Saved data entries
::::

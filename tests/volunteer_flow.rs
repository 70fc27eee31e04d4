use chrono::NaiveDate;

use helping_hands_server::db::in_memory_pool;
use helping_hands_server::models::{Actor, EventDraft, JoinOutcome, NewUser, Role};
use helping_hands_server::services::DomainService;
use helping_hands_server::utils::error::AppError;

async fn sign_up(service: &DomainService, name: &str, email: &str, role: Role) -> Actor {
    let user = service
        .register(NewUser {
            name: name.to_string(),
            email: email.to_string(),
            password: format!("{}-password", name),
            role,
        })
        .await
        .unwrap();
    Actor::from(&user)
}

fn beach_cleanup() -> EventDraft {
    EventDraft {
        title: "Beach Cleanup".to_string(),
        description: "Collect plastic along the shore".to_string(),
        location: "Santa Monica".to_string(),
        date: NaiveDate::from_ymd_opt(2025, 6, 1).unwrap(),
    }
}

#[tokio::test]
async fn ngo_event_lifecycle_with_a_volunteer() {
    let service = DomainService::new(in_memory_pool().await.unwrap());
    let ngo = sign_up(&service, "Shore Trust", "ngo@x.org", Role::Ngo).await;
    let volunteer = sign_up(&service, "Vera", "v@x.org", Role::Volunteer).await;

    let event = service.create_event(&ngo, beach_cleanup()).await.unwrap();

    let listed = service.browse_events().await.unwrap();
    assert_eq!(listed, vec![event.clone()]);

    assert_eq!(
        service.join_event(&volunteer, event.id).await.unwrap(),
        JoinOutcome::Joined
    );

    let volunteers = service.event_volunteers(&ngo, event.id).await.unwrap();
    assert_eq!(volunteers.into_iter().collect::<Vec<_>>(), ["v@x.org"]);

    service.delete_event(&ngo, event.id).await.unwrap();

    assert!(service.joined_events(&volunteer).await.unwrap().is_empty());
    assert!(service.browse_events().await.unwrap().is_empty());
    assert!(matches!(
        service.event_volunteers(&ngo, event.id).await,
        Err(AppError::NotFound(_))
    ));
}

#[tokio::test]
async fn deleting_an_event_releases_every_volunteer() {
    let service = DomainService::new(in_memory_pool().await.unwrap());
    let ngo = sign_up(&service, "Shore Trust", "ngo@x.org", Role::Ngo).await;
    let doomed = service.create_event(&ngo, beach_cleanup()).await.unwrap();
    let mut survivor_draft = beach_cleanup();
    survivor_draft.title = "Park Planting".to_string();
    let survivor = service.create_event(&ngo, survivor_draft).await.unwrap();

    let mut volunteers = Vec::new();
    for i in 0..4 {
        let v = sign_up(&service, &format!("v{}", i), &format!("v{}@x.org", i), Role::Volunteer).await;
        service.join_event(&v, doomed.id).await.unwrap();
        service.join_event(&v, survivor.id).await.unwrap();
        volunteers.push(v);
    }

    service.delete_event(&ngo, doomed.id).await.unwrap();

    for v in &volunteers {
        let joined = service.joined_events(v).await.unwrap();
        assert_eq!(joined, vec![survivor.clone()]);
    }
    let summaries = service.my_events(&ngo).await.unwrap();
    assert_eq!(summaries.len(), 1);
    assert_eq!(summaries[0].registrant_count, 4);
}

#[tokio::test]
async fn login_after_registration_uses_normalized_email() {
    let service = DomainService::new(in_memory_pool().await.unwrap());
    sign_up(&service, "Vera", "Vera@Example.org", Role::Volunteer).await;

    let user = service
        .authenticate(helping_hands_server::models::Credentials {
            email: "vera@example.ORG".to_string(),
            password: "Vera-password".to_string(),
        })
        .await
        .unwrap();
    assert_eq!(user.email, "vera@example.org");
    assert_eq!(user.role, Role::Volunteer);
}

::::

ABOUT THIS EXERCISE: Once a line of the records is found to contain "NaiveDate", copy it out.

ANSWER AREA:
use chrono::NaiveDate;
        date: NaiveDate::from_ymd_opt(2025, 6, 1).unwrap(),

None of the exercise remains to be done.